[DATA SHOWN Boundary: Start]

/*!
 * Join spectral granules with their geolocation granules.
 */

use crate::{
    error::LowResError,
    granule::{Granule, GranulePair},
    parse::{ParseFn, TimestampKey},
};
use rustc_hash::FxHashMap as HashMap;

/// A spectral granule that was dropped because no geolocation granule had its timestamp key.
#[derive(Debug, Clone, PartialEq)]
pub struct UnmatchedInfo {
    pub key: TimestampKey,
    pub granule: Granule,
}

impl UnmatchedInfo {
    /// The report as an error value, for logging or surfacing to a caller.
    pub fn to_error(&self) -> LowResError {
        LowResError::UnmatchedGeolocation {
            key: self.key.clone(),
            granule: self.granule.id.clone(),
        }
    }
}

/// Output of [pair].
#[derive(Debug, Clone, Default, PartialEq)]
pub struct Pairing {
    /// Pairs in the order of the spectral granules they were built from.
    pub pairs: Vec<GranulePair>,
    /// Spectral granules left out of `pairs`, in input order.
    pub unmatched: Vec<UnmatchedInfo>,
}

/**
 * Pair spectral granules with geolocation granules by timestamp key.
 *
 * With `geolocation` set to `None` the product needs no geolocation and every spectral granule is
 * returned on its own, without parsing anything.
 *
 * Otherwise every geolocation granule is keyed with `parse`. If two of them produce the same key
 * the later one wins, catalogs are expected to be de-duplicated already. Spectral granules are
 * then looked up in input order. Those without a geolocation granule are reported in
 * [Pairing::unmatched] and left out of the pairs, that is not an error.
 *
 * The only failure is a granule whose link `parse` cannot handle.
 */
pub fn pair(
    spectral: &[Granule],
    geolocation: Option<&[Granule]>,
    parse: ParseFn,
) -> Result<Pairing, LowResError> {
    let geolocation = match geolocation {
        Some(geo) => geo,
        None => {
            return Ok(Pairing {
                pairs: spectral.iter().cloned().map(GranulePair::Single).collect(),
                unmatched: vec![],
            })
        }
    };

    let mut by_key: HashMap<TimestampKey, &Granule> = HashMap::default();
    by_key.reserve(geolocation.len());
    for geo in geolocation {
        let key = parse(geo)?;
        if let Some(prev) = by_key.insert(key, geo) {
            log::debug!("geolocation granule {} replaced by {}", prev.id, geo.id);
        }
    }

    let mut pairing = Pairing::default();
    for granule in spectral {
        let key = parse(granule)?;
        match by_key.get(&key) {
            Some(geo) => pairing
                .pairs
                .push(GranulePair::Paired(granule.clone(), (*geo).clone())),
            None => pairing.unmatched.push(UnmatchedInfo {
                key,
                granule: granule.clone(),
            }),
        }
    }

    Ok(pairing)
}
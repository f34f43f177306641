/*!
 * The loader ties everything together.
 *
 * It resolves product patterns, searches the catalog for spectral and geolocation granules, pairs
 * them, downloads the files in a single batch, and loads each file tuple onto a grid.
 */

use crate::{
    catalog::Catalog,
    download::Downloader,
    error::LowResError,
    geo::BoundingBox,
    granule::{Granule, GranulePair, TimeRange},
    grid::{GriddedArray, LoadOptions, Regridder},
    pairing::{self, UnmatchedInfo},
    product::ProductDescriptor,
    registry::{Patterns, ProductRegistry},
};
use chrono::{DateTime, Utc};
use std::{
    fs,
    path::{Path, PathBuf},
};

/// A searched granule tuple together with the product it belongs to.
#[derive(Debug, Clone, PartialEq)]
pub struct RemoteTuple {
    pub product: ProductDescriptor,
    pub granules: GranulePair,
}

impl RemoteTuple {
    /// Begin time of the spectral granule.
    pub fn begin(&self) -> DateTime<Utc> {
        self.granules.primary().begin
    }
}

/// The downloaded (and extracted) files of one [RemoteTuple].
#[derive(Debug, Clone, PartialEq)]
pub struct LocalTuple {
    pub product: ProductDescriptor,
    pub begin: DateTime<Utc>,
    /// Files of every granule in the tuple, spectral granule first.
    pub files: Vec<PathBuf>,
}

/**
 * Search, download, and load granules of one or more products.
 *
 * ```no_run
 * use lowres::{BoundingBox, CmrCatalog, EarthDataLoader, HttpDownloader, TimeRange};
 * # fn main() -> Result<(), Box<dyn std::error::Error + Send + Sync>> {
 * let catalog = CmrCatalog::new(CmrCatalog::DEFAULT_URL)?;
 * let downloader = HttpDownloader::new(4, std::env::var("EARTHDATA_TOKEN").ok())?;
 *
 * let mut edl = EarthDataLoader::new("VNP09_NRT", Box::new(catalog), Box::new(downloader))?;
 *
 * let range = TimeRange::new("2024-05-01T00:00:00Z".parse()?, "2024-05-03T00:00:00Z".parse()?);
 * let bbox = BoundingBox::new(10.0, 45.0, 12.0, 46.0)?;
 * edl.search(&range, &bbox)?;
 * edl.download("data".as_ref())?;
 * # Ok(())
 * # }
 * ```
 */
pub struct EarthDataLoader {
    products: Vec<ProductDescriptor>,
    catalog: Box<dyn Catalog>,
    downloader: Box<dyn Downloader>,
    remote: Option<Vec<RemoteTuple>>,
    unmatched: Vec<UnmatchedInfo>,
    local: Option<Vec<LocalTuple>>,
}

/// Match patterns against a registry, failing if nothing matched.
pub fn resolve<'a, P>(
    registry: &ProductRegistry,
    patterns: P,
) -> Result<Vec<ProductDescriptor>, LowResError>
where
    P: Into<Patterns<'a>>,
{
    let patterns = patterns.into();
    let products = registry.find(patterns.clone())?;

    if products.is_empty() {
        return Err(LowResError::NoProductAvailable(patterns.to_string()));
    }

    Ok(products)
}

impl EarthDataLoader {
    /// Create a loader for the built in products matching `patterns`.
    pub fn new<'a, P>(
        patterns: P,
        catalog: Box<dyn Catalog>,
        downloader: Box<dyn Downloader>,
    ) -> Result<Self, LowResError>
    where
        P: Into<Patterns<'a>>,
    {
        Self::with_registry(ProductRegistry::global(), patterns, catalog, downloader)
    }

    /// Create a loader for the products of `registry` matching `patterns`.
    pub fn with_registry<'a, P>(
        registry: &ProductRegistry,
        patterns: P,
        catalog: Box<dyn Catalog>,
        downloader: Box<dyn Downloader>,
    ) -> Result<Self, LowResError>
    where
        P: Into<Patterns<'a>>,
    {
        let products = resolve(registry, patterns)?;

        Ok(EarthDataLoader {
            products,
            catalog,
            downloader,
            remote: None,
            unmatched: vec![],
            local: None,
        })
    }

    /// The products this loader works on.
    pub fn products(&self) -> &[ProductDescriptor] {
        &self.products
    }

    /// Results of the last search, `None` before the first one.
    pub fn remote(&self) -> Option<&[RemoteTuple]> {
        self.remote.as_deref()
    }

    /// Spectral granules the last search dropped for lack of geolocation.
    pub fn unmatched(&self) -> &[UnmatchedInfo] {
        &self.unmatched
    }

    /// Results of the last download, `None` before the first one.
    pub fn local(&self) -> Option<&[LocalTuple]> {
        self.local.as_deref()
    }

    /**
     * Search the catalog for all products and pair up the granules.
     *
     * The tuples of all products are merged and ordered by the begin time of their spectral
     * granule. Granules without geolocation are logged, left out, and available from
     * [unmatched](EarthDataLoader::unmatched). Any earlier download results are discarded.
     */
    pub fn search(
        &mut self,
        range: &TimeRange,
        bbox: &BoundingBox,
    ) -> Result<&[RemoteTuple], LowResError> {
        let mut remote: Vec<RemoteTuple> = vec![];
        let mut unmatched: Vec<UnmatchedInfo> = vec![];

        for product in &self.products {
            let spectral = self.search_one(product.id, range, bbox)?;

            let geolocation = match product.geo_id {
                Some(geo_id) => Some(self.search_one(geo_id, range, bbox)?),
                None => None,
            };

            let pairing = pairing::pair(&spectral, geolocation.as_deref(), product.parse)?;

            for info in &pairing.unmatched {
                log::warn!("skip granule: {}", info.to_error());
            }
            log::info!(
                "{}: {} granule tuples, {} without geolocation",
                product.id,
                pairing.pairs.len(),
                pairing.unmatched.len()
            );

            remote.extend(pairing.pairs.into_iter().map(|granules| RemoteTuple {
                product: *product,
                granules,
            }));
            unmatched.extend(pairing.unmatched);
        }

        remote.sort_by_key(RemoteTuple::begin);

        self.unmatched = unmatched;
        self.local = None;
        Ok(self.remote.insert(remote).as_slice())
    }

    fn search_one(
        &self,
        product_id: &str,
        range: &TimeRange,
        bbox: &BoundingBox,
    ) -> Result<Vec<Granule>, LowResError> {
        self.catalog
            .search(product_id, range, bbox)
            .map_err(|err| LowResError::Catalog {
                product_id: product_id.to_owned(),
                msg: err.to_string(),
            })
    }

    /**
     * Download all searched granules into `output_dir`.
     *
     * Every data link of every granule goes to the downloader in one batch. The returned files
     * are regrouped into tuples matching the searched ones and run through the archive extraction
     * of their product.
     */
    pub fn download(&mut self, output_dir: &Path) -> Result<&[LocalTuple], LowResError> {
        let remote = self
            .remote
            .as_ref()
            .ok_or(LowResError::NotReady("search for granules before downloading"))?;

        fs::create_dir_all(output_dir).map_err(|err| {
            LowResError::Download(format!("creating {}: {}", output_dir.display(), err))
        })?;

        let links: Vec<String> = remote
            .iter()
            .flat_map(|t| t.granules.granules())
            .flat_map(|g| g.links.iter().cloned())
            .collect();

        log::info!("downloading {} files to {}", links.len(), output_dir.display());
        let paths = self
            .downloader
            .download(&links, output_dir)
            .map_err(|err| LowResError::Download(err.to_string()))?;

        if paths.len() != links.len() {
            return Err(LowResError::DownloadCountMismatch {
                expected: links.len(),
                actual: paths.len(),
            });
        }

        let mut paths = paths.into_iter();
        let mut local = Vec::with_capacity(remote.len());
        for tuple in remote {
            let mut files = vec![];
            for granule in tuple.granules.granules() {
                if granule.links.is_empty() {
                    log::warn!("granule {} has no data links", granule.id);
                }

                for path in paths.by_ref().take(granule.links.len()) {
                    let file = (tuple.product.unzip)(&path).map_err(|err| {
                        LowResError::Extraction {
                            path: path.clone(),
                            msg: err.to_string(),
                        }
                    })?;
                    files.push(file);
                }
            }

            local.push(LocalTuple {
                product: tuple.product,
                begin: tuple.begin(),
                files,
            });
        }

        Ok(self.local.insert(local).as_slice())
    }

    /**
     * Load every downloaded tuple onto a grid.
     *
     * One result per tuple, in download order. A tuple that fails to load is logged and reported
     * as [LowResError::LoadFailure] in its slot, the remaining tuples are still loaded.
     */
    pub fn load(
        &self,
        bbox: &BoundingBox,
        resolution: f64,
        options: &LoadOptions,
        regridder: &dyn Regridder,
    ) -> Result<Vec<Result<GriddedArray, LowResError>>, LowResError> {
        let local = self
            .local
            .as_ref()
            .ok_or(LowResError::NotReady("download granules before loading"))?;

        let results: Vec<_> = local
            .iter()
            .enumerate()
            .map(|(index, tuple)| {
                (tuple.product.load)(&tuple.files, bbox, resolution, options, regridder).map_err(
                    |err| {
                        let err = LowResError::LoadFailure {
                            index,
                            msg: err.to_string(),
                        };
                        log::warn!("{} ({})", err, tuple.product.id);
                        err
                    },
                )
            })
            .collect();

        let nfailed = results.iter().filter(|r| r.is_err()).count();
        log::info!("loaded {} of {} tuples", results.len() - nfailed, results.len());

        Ok(results)
    }
}
/*!
 * Granule search.
 *
 * The loaders only depend on the [Catalog] trait. [CmrCatalog] implements it against the NASA
 * Common Metadata Repository granule search.
 */

use crate::{
    error::LowResResult,
    geo::BoundingBox,
    granule::{Granule, TimeRange},
};
use chrono::{DateTime, Utc};
use reqwest::blocking::Client;
use serde::Deserialize;
use std::time::Duration;

/// Something that can find granules of a product.
pub trait Catalog {
    /// Find the granules of `product_id` overlapping the time range and area, in catalog order.
    fn search(
        &self,
        product_id: &str,
        range: &TimeRange,
        bbox: &BoundingBox,
    ) -> LowResResult<Vec<Granule>>;
}

/// Client for the CMR `granules.umm_json` search endpoint.
pub struct CmrCatalog {
    client: Client,
    base_url: String,
    page_size: usize,
}

impl CmrCatalog {
    pub const DEFAULT_URL: &'static str = "https://cmr.earthdata.nasa.gov/search";

    const SEARCH_AFTER: &'static str = "CMR-Search-After";

    /// Create a client for the CMR instance at `base_url`, e.g. [CmrCatalog::DEFAULT_URL].
    pub fn new(base_url: impl Into<String>) -> LowResResult<Self> {
        let client = Client::builder()
            .timeout(Duration::from_secs(120))
            .user_agent(concat!("lowres/", env!("CARGO_PKG_VERSION")))
            .build()?;

        Ok(CmrCatalog {
            client,
            base_url: base_url.into().trim_end_matches('/').to_owned(),
            page_size: 2000,
        })
    }

    /// Query string parameters for a search.
    fn query_params(
        &self,
        product_id: &str,
        range: &TimeRange,
        bbox: &BoundingBox,
    ) -> Vec<(&'static str, String)> {
        const TIME_FORMAT: &str = "%Y-%m-%dT%H:%M:%SZ";

        let mut params = vec![
            ("short_name", product_id.to_owned()),
            (
                "temporal",
                format!(
                    "{},{}",
                    range.start.format(TIME_FORMAT),
                    range.end.format(TIME_FORMAT)
                ),
            ),
            ("bounding_box", bbox.to_string()),
            ("page_size", self.page_size.to_string()),
            ("sort_key", "start_date".to_owned()),
        ];

        if product_id.contains(['*', '?']) {
            params.push(("options[short_name][pattern]", "true".to_owned()));
        }

        params
    }
}

impl Catalog for CmrCatalog {
    fn search(
        &self,
        product_id: &str,
        range: &TimeRange,
        bbox: &BoundingBox,
    ) -> LowResResult<Vec<Granule>> {
        let url = format!("{}/granules.umm_json", self.base_url);
        let params = self.query_params(product_id, range, bbox);

        let mut granules = vec![];
        let mut search_after: Option<String> = None;
        loop {
            let mut request = self.client.get(&url).query(&params);
            if let Some(ref token) = search_after {
                request = request.header(Self::SEARCH_AFTER, token);
            }

            let response = request.send()?.error_for_status()?;
            search_after = response
                .headers()
                .get(Self::SEARCH_AFTER)
                .and_then(|v| v.to_str().ok())
                .map(str::to_owned);

            let page = granules_from_umm(&response.text()?)?;
            let page_len = page.len();
            log::debug!("{} granules in page for {}", page_len, product_id);
            granules.extend(page);

            if page_len < self.page_size || search_after.is_none() {
                break;
            }
        }

        log::info!("found {} granules for {}", granules.len(), product_id);
        Ok(granules)
    }
}

/*-------------------------------------------------------------------------------------------------
 *                                     UMM JSON decoding
 *-----------------------------------------------------------------------------------------------*/
#[derive(Debug, Deserialize)]
struct UmmResponse {
    #[serde(default)]
    items: Vec<UmmItem>,
}

#[derive(Debug, Deserialize)]
struct UmmItem {
    meta: UmmMeta,
    umm: Umm,
}

#[derive(Debug, Deserialize)]
struct UmmMeta {
    #[serde(rename = "concept-id")]
    concept_id: String,
}

#[derive(Debug, Deserialize)]
#[serde(rename_all = "PascalCase")]
struct Umm {
    #[serde(rename = "GranuleUR")]
    granule_ur: Option<String>,
    #[serde(default)]
    related_urls: Vec<RelatedUrl>,
    temporal_extent: Option<TemporalExtent>,
}

#[derive(Debug, Deserialize)]
struct RelatedUrl {
    #[serde(rename = "URL")]
    url: String,
    #[serde(rename = "Type")]
    kind: String,
}

#[derive(Debug, Deserialize)]
#[serde(rename_all = "PascalCase")]
struct TemporalExtent {
    range_date_time: Option<RangeDateTime>,
}

#[derive(Debug, Deserialize)]
#[serde(rename_all = "PascalCase")]
struct RangeDateTime {
    beginning_date_time: DateTime<Utc>,
}

/**
 * Decode a page of CMR UMM JSON results.
 *
 * Data links are the related URLs of type `GET DATA`. Items without a begin time cannot be
 * ordered and are skipped with a warning.
 */
fn granules_from_umm(body: &str) -> LowResResult<Vec<Granule>> {
    let response: UmmResponse = serde_json::from_str(body)?;

    let granules = response
        .items
        .into_iter()
        .filter_map(|item| {
            let UmmItem { meta, umm } = item;

            let begin = match umm.temporal_extent.and_then(|t| t.range_date_time) {
                Some(range) => range.beginning_date_time,
                None => {
                    log::warn!("skipping granule {} without a begin time", meta.concept_id);
                    return None;
                }
            };

            let links = umm
                .related_urls
                .into_iter()
                .filter(|u| u.kind == "GET DATA")
                .map(|u| u.url)
                .collect();

            let id = umm.granule_ur.unwrap_or(meta.concept_id);
            Some(Granule::new(id, links, begin))
        })
        .collect();

    Ok(granules)
}

#[cfg(test)]
mod test {
    use super::*;
    use chrono::TimeZone;

    const PAGE: &str = r#"{
        "hits": 2,
        "took": 41,
        "items": [
            {
                "meta": {"concept-id": "G1000-LANCEMODIS", "provider-id": "LANCEMODIS"},
                "umm": {
                    "GranuleUR": "VNP09_NRT.A2024123.1200.002",
                    "TemporalExtent": {
                        "RangeDateTime": {
                            "BeginningDateTime": "2024-05-02T12:00:00.000Z",
                            "EndingDateTime": "2024-05-02T12:06:00.000Z"
                        }
                    },
                    "RelatedUrls": [
                        {"URL": "https://host/VNP09_NRT.A2024123.1200.002.hdf", "Type": "GET DATA"},
                        {"URL": "https://host/browse.jpg", "Type": "GET RELATED VISUALIZATION"}
                    ]
                }
            },
            {
                "meta": {"concept-id": "G1001-LANCEMODIS"},
                "umm": {
                    "RelatedUrls": [
                        {"URL": "https://host/VNP09_NRT.A2024123.1206.002.hdf", "Type": "GET DATA"}
                    ]
                }
            }
        ]
    }"#;

    #[test]
    fn test_granules_from_umm() {
        let granules = granules_from_umm(PAGE).unwrap();

        assert_eq!(granules.len(), 1);
        let g = &granules[0];
        assert_eq!(g.id, "VNP09_NRT.A2024123.1200.002");
        assert_eq!(g.links, ["https://host/VNP09_NRT.A2024123.1200.002.hdf"]);
        assert_eq!(g.begin, Utc.with_ymd_and_hms(2024, 5, 2, 12, 0, 0).unwrap());
    }

    #[test]
    fn test_granules_from_umm_empty_and_garbage() {
        assert!(granules_from_umm(r#"{"hits": 0, "items": []}"#)
            .unwrap()
            .is_empty());
        assert!(granules_from_umm("<html>Service Unavailable</html>").is_err());
    }

    fn param<'a>(params: &'a [(&'static str, String)], name: &str) -> Option<&'a str> {
        params
            .iter()
            .find(|(k, _)| *k == name)
            .map(|(_, v)| v.as_str())
    }

    #[test]
    fn test_query_params() {
        let cmr = CmrCatalog::new("https://cmr.example.com/search/").unwrap();
        assert_eq!(cmr.base_url, "https://cmr.example.com/search");

        let range = TimeRange::new(
            Utc.with_ymd_and_hms(2024, 5, 1, 0, 0, 0).unwrap(),
            Utc.with_ymd_and_hms(2024, 5, 3, 6, 30, 0).unwrap(),
        );
        let bbox = BoundingBox::new(10.0, 45.0, 12.5, 46.0).unwrap();

        let params = cmr.query_params("VNP09_NRT", &range, &bbox);
        assert_eq!(param(&params, "short_name"), Some("VNP09_NRT"));
        assert_eq!(
            param(&params, "temporal"),
            Some("2024-05-01T00:00:00Z,2024-05-03T06:30:00Z")
        );
        assert_eq!(param(&params, "bounding_box"), Some("10,45,12.5,46"));
        assert_eq!(param(&params, "options[short_name][pattern]"), None);

        let params = cmr.query_params("S3*_SY_2_SYN", &range, &bbox);
        assert_eq!(param(&params, "options[short_name][pattern]"), Some("true"));
    }
}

[DATA SHOWN Boundary: End]

TASK DETAILS: Look through the entries above and report each line where the string "paths" occurs.

TASK OUTPUT:
        let paths = self
        if paths.len() != links.len() {
                actual: paths.len(),
        let mut paths = paths.into_iter();
                for path in paths.by_ref().take(granule.links.len()) {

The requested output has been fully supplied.